Monitoring the evolution of interests in the blogosphere
Iraklis Varlamis (Presenter), Vasilis Vassalos, Antonis Palaios
The authors present a simple (perhaps even obvious) hypothesis that "Interests of bloggers converge around real world events".
A prototype system was built to to analyze blogs and monitor the evolution of interests. Existing search engines monitor the term popularity of words in isolation and the related terms are not clustered in any way to identify the topics. A motivating example presented was around the football world cup season, where there might be terms like "football" "round" "final" "result" "world cup" and aggregated scores for topic would be helpful rather than having to find/view the histograms for each of these terms. Also one can not know all the terms for a given topic. In many cases, multilingual content and difference in vocabulary can further make it difficult to just monitor the term popularity.

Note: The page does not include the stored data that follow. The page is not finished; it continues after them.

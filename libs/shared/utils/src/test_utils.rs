use std::sync::Arc;
use base64::{engine::general_purpose, Engine as _};
use chrono::{Duration, Utc};
use hmac::{Hmac, Mac};
use serde_json::json;
use sha2::Sha256;
use uuid::Uuid;

use shared_config::AppConfig;
use shared_models::auth::User;

pub struct TestConfig {
    pub jwt_secret: String,
    pub supabase_url: String,
    pub supabase_anon_key: String,
}

impl Default for TestConfig {
    fn default() -> Self {
        Self {
            jwt_secret: "test-secret-key-for-jwt-validation-must-be-long-enough".to_string(),
            supabase_url: "http://localhost:54321".to_string(),
            supabase_anon_key: "test-anon-key".to_string(),
        }
    }
}

impl TestConfig {
    pub fn to_app_config(&self) -> AppConfig {
        AppConfig {
            supabase_url: self.supabase_url.clone(),
            supabase_anon_key: self.supabase_anon_key.clone(),
            supabase_jwt_secret: self.jwt_secret.clone(),
        }
    }

    pub fn to_arc(&self) -> Arc<AppConfig> {
        Arc::new(self.to_app_config())
    }
}

pub struct TestUser {
    pub id: String,
    pub email: String,
    pub role: String,
}

impl Default for TestUser {
    fn default() -> Self {
        Self {
            id: Uuid::new_v4().to_string(),
            email: "test@example.com".to_string(),
            role: "customer".to_string(),
        }
    }
}

impl TestUser {
    pub fn new(email: &str, role: &str) -> Self {
        Self {
            id: Uuid::new_v4().to_string(),
            email: email.to_string(),
            role: role.to_string(),
        }
    }

    pub fn customer(email: &str) -> Self {
        Self::new(email, "customer")
    }

    pub fn operator(email: &str) -> Self {
        Self::new(email, "admin")
    }

    pub fn to_user(&self) -> User {
        User {
            id: self.id.clone(),
            email: Some(self.email.clone()),
            role: Some(self.role.clone()),
            metadata: None,
            created_at: Some(Utc::now()),
        }
    }
}

pub struct JwtTestUtils;

impl JwtTestUtils {
    pub fn create_test_token(user: &TestUser, secret: &str, exp_hours: Option<i64>) -> String {
        let now = Utc::now();
        let exp = now + Duration::hours(exp_hours.unwrap_or(24));

        let header = json!({
            "alg": "HS256",
            "typ": "JWT"
        });

        let payload = json!({
            "sub": user.id,
            "email": user.email,
            "role": user.role,
            "iat": now.timestamp(),
            "exp": exp.timestamp()
        });

        let header_encoded = general_purpose::URL_SAFE_NO_PAD.encode(header.to_string());
        let payload_encoded = general_purpose::URL_SAFE_NO_PAD.encode(payload.to_string());

        let signing_input = format!("{}.{}", header_encoded, payload_encoded);

        let mut mac = Hmac::<Sha256>::new_from_slice(secret.as_bytes())
            .expect("HMAC can take key of any size");
        mac.update(signing_input.as_bytes());
        let signature = mac.finalize().into_bytes();
        let signature_encoded = general_purpose::URL_SAFE_NO_PAD.encode(signature);

        format!("{}.{}", signing_input, signature_encoded)
    }

    pub fn create_expired_token(user: &TestUser, secret: &str) -> String {
        Self::create_test_token(user, secret, Some(-1))
    }

    pub fn create_invalid_signature_token(user: &TestUser) -> String {
        Self::create_test_token(user, "wrong-secret", Some(24))
    }

    pub fn create_malformed_token() -> String {
        "invalid.token.format".to_string()
    }
}

pub struct MockSupabaseResponses;

impl MockSupabaseResponses {
    /// A persisted appointments row as Supabase returns it.
    pub fn appointment_row(user_id: &str, status: &str) -> serde_json::Value {
        json!({
            "id": Uuid::new_v4(),
            "user_id": user_id,
            "name": "Test Customer",
            "email": "test@example.com",
            "phone": "(614) 555-0147",
            "car_model": "Honda Civic 2020",
            "message": "Rear bumper dent after a parking lot accident",
            "preferred_date": "2025-06-02T14:00:00Z",
            "request_date": "2025-06-01",
            "status": status,
            "created_at": "2025-06-01T16:30:00Z"
        })
    }

    pub fn appointment_row_with_id(id: Uuid, user_id: &str, status: &str) -> serde_json::Value {
        let mut row = Self::appointment_row(user_id, status);
        row["id"] = json!(id);
        row
    }
}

Other approaches require training a topic based on a given set of training/pre-annotated document pool. This is an expensive and a semi-supervised method can be strongly effected by the selection of the initial document pool.
The goal of their paper is to build an unsupervised approach to cluster the documents and identify the evolution of interest. However, the current algorithm presented is not incremental; but they claim some recent work on an incremental version. The current version of their algorithm uses the DBScan clustering technique. Term space is clustered at the post level and their evaluation is done using inter cluster, intra cluster similarity and the utility function. They have used the BuzzMetrics dataset, however they only focus on blogs that have a post everyday, which brings the dataset down to 2500 blogs. The posts are classified into topics and then the blogs are clustered. The categories are determined by using the Cyberfiber news groups to find the topics and training documents. This is an interesting dataset that I was not aware of.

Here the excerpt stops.